Will Made by Dementia Sufferer Ruled Valid
In the recent case of Constance Simon (2013) the high court ruled that elderly people may leave property as they wish even where they have reduced mental capacity. Judge Strauss ruled that the law “upholds the right of elderly people to leave their property as they choose, even if their mental faculties have declined considerably”.
This case saw Mrs Simon – a wealthy woman – drafting her final Will while suffering from dementia. In her previous Will her estate had been divided between her four children but favoured her son Robert, leaving him property worth £1.75 million and shares in the family business. Mrs Simon drew up her final Will at her 88th birthday party which was attended by two of her children, but not Robert. The Will was made without the assistance of a solicitor and in the presence of two of the beneficiaries. Following Mrs Simon’s death Robert challenged the will on the grounds of capacity.

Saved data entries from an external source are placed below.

use crate::assets::{Assets, ASSET_FILES};
use crate::error::{Result, StatusPageError};
use crate::github::{GithubClient, RepoClient, PAGES_BRANCH};
use crate::page::{self, UpdateReport};
use crate::types::{Severity, SYSTEM_LABEL_COLOR};
use chrono::{DateTime, Utc};
use serde::Serialize;

/// Login that owns the page repository: the organisation when given,
/// otherwise the authenticated user.
pub fn resolve_owner(client: &GithubClient, org: Option<&str>) -> Result<String> {
    match org {
        Some(org) => Ok(org.to_string()),
        None => Ok(client.authenticated_user()?.login),
    }
}

/// Split a comma-separated system list, trimming names and skipping blanks.
pub fn parse_systems(list: &str) -> Vec<String> {
    list.split(',')
        .map(str::trim)
        .filter(|s| !s.is_empty())
        .map(str::to_string)
        .collect()
}

pub fn page_url(owner: &str, name: &str) -> String {
    format!("https://{owner}.github.io/{name}/")
}

// ---------------------------------------------------------------------------
// Systems
// ---------------------------------------------------------------------------

#[derive(Debug, Clone, Copy, PartialEq, Eq, Serialize)]
#[serde(rename_all = "snake_case")]
pub enum SystemChange {
    Added,
    AlreadyExists,
    Removed,
    NotFound,
}

impl SystemChange {
    pub fn changed(self) -> bool {
        matches!(self, SystemChange::Added | SystemChange::Removed)
    }
}

fn system_name(system: &str) -> Result<&str> {
    match system.trim() {
        "" => Err(StatusPageError::EmptySystemName),
        name => Ok(name),
    }
}

/// Create the system label. GitHub answers 422 for a label that exists.
pub fn add_system(repo: &RepoClient<'_>, system: &str) -> Result<SystemChange> {
    match repo.create_label(system_name(system)?, SYSTEM_LABEL_COLOR) {
        Ok(_) => Ok(SystemChange::Added),
        Err(e) if e.is_unprocessable() => {
            tracing::warn!(system, "system label already exists");
            Ok(SystemChange::AlreadyExists)
        }
        Err(e) => Err(e),
    }
}

pub fn remove_system(repo: &RepoClient<'_>, system: &str) -> Result<SystemChange> {
    match repo.delete_label(system_name(system)?) {
        Ok(()) => Ok(SystemChange::Removed),
        Err(e) if e.is_not_found() => {
            tracing::warn!(system, "system label does not exist");
            Ok(SystemChange::NotFound)
        }
        Err(e) => Err(e),
    }
}

// ---------------------------------------------------------------------------
// create
// ---------------------------------------------------------------------------

#[derive(Debug, Clone)]
pub struct CreateOptions<'a> {
    pub name: &'a str,
    pub org: Option<&'a str>,
    pub systems: &'a [String],
    pub private: bool,
}

#[derive(Debug, Clone, Serialize)]
pub struct CreatedPage {
    pub owner: String,
    pub name: String,
    pub page_url: String,
    pub issues_url: String,
    pub update: UpdateReport,
}

/// Set up a new page repository.
///
/// The repository gets the three severity labels and one label per system
/// in place of GitHub's defaults, a README on its default branch, and a
/// `gh-pages` branch holding the bundled assets. `gh-pages` becomes the
/// default branch and a first update publishes `index.html`.
pub fn create(
    client: &GithubClient,
    opts: &CreateOptions<'_>,
    now: DateTime<Utc>,
) -> Result<CreatedPage> {
    let owner = resolve_owner(client, opts.org)?;
    let description = format!("Visit this site at {}", page_url(&owner, opts.name));

    let created = client.create_repo(opts.org, opts.name, &description, opts.private)?;
    let owner = created.owner.login;
    let repo = client.repo(owner.clone(), created.name.clone());

    for label in repo.labels()? {
        repo.delete_label(&label.name)?;
    }
    for severity in Severity::all() {
        repo.create_label(severity.as_str(), severity.color())?;
    }
    for system in opts.systems {
        repo.create_label(system, SYSTEM_LABEL_COLOR)?;
    }

    // The pages branch needs a commit to branch from.
    repo.put_file("README.md", &description, "initial", None, None)?;
    let default_branch = created.default_branch.as_deref().unwrap_or("main");
    let base = repo.branch_sha(default_branch)?;
    repo.create_branch(PAGES_BRANCH, &base)?;

    for &file in ASSET_FILES {
        let content = Assets::text(file)?;
        repo.put_file(file, &content, "initial", Some(PAGES_BRANCH), None)?;
    }
    repo.set_default_branch(PAGES_BRANCH)?;

    let update = page::update(&repo, now)?;
    Ok(CreatedPage {
        issues_url: format!("https://github.com/{owner}/{}/issues", created.name),
        page_url: page_url(&owner, &created.name),
        owner,
        name: created.name,
        update,
    })
}

// ---------------------------------------------------------------------------
// Tests
// ---------------------------------------------------------------------------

The High Court rejected this claim, ruling that the court must protect the rights of the elderly to leave their property and that this must include many cases in which individuals can “no longer remember all circumstances relevant to the division of their property”.
Protecting Your Will
Although this case emphasises the importance of upholding the wishes of the elderly, it demonstrates the crucial role played by those preparing wills for those with dementia in protecting against claims of incapacity. One way of safeguarding your Will is to instruct a solicitor at an early stage who can prepare a clear and concise Will, as well as record the reasons behind it.
This protection has been further strengthened by the recent case of Hawes v. Burgess (2013) which demonstrated that where an experienced solicitor has assessed a client as having mental capacity at the time of drafting their Will, this evidence shall be favoured above that of medical experts provided retrospectively.